## Work to complete
Once you find the line containing "Hex-encoded string representation." in the data below, copy it and each following line exactly, up to and including the line containing "pub fn from_hex(s: &str)", and nothing else.

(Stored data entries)
-- -- --
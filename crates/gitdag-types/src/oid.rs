use std::fmt;

use serde::{Deserialize, Serialize};
use sha1::{Digest, Sha1};

use crate::error::TypeError;

/// Hex width of a rendered [`GitOid`].
pub const OID_HEX_LEN: usize = 40;

/// A git object identifier.
///
/// A `GitOid` is the SHA-1 hash of a git object's canonical encoding
/// (`<type> <len>\0<content>`). Identical objects always produce the same
/// `GitOid`, which is what makes them addressable across repositories.
#[derive(Clone, Copy, PartialEq, Eq, Hash, PartialOrd, Ord, Serialize, Deserialize)]
pub struct GitOid([u8; 20]);

impl GitOid {
    /// Compute a `GitOid` from a canonically encoded object.
    pub fn from_bytes(data: &[u8]) -> Self {
        let mut hasher = Sha1::new();
        hasher.update(data);
        Self(hasher.finalize().into())
    }

    /// Create a `GitOid` from a pre-computed hash.
    pub fn from_hash(hash: [u8; 20]) -> Self {
        Self(hash)
    }

    /// The zero object ID (all zeros). The protocol uses it as the sentinel
    /// for "ref absent" and "nothing to fetch".
    pub const fn zero() -> Self {
        Self([0u8; 20])
    }

    /// Returns `true` if this is the zero object ID.
    pub fn is_zero(&self) -> bool {
        self.0 == [0u8; 20]
    }

    /// The raw 20-byte hash.
    pub fn as_bytes(&self) -> &[u8; 20] {
        &self.0
    }

    /// Hex-encoded string representation.
    pub fn to_hex(&self) -> String {
        hex::encode(self.0)
    }

    /// Short hex representation (first 8 characters).
    pub fn short_hex(&self) -> String {
        hex::encode(&self.0[..4])
    }

    /// Parse from a 40-character hex string.
    pub fn from_hex(s: &str) -> Result<Self, TypeError> {
        let bytes = hex::decode(s).map_err(|e| TypeError::InvalidHex(e.to_string()))?;
        if bytes.len() != 20 {
            return Err(TypeError::InvalidLength {
                expected: 20,
                actual: bytes.len(),
            });
        }
        let mut arr = [0u8; 20];
        arr.copy_from_slice(&bytes);
        Ok(Self(arr))
    }
}

impl fmt::Debug for GitOid {
    fn fmt(&self, f: &mut fmt::Formatter<'_>) -> fmt::Result {
        write!(f, "GitOid({})", self.short_hex())
    }
}

impl fmt::Display for GitOid {
    fn fmt(&self, f: &mut fmt::Formatter<'_>) -> fmt::Result {
        write!(f, "{}", self.to_hex())
    }
}

impl From<[u8; 20]> for GitOid {
    fn from(bytes: [u8; 20]) -> Self {
        Self(bytes)
    }
}

impl From<GitOid> for [u8; 20] {
    fn from(id: GitOid) -> Self {
        id.0
    }
}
-- -- --
## Output of the task
    /// Hex-encoded string representation.
    pub fn to_hex(&self) -> String {
        hex::encode(self.0)
    }

    /// Short hex representation (first 8 characters).
    pub fn short_hex(&self) -> String {
        hex::encode(&self.0[..4])
    }

    /// Parse from a 40-character hex string.
    pub fn from_hex(s: &str) -> Result<Self, TypeError> {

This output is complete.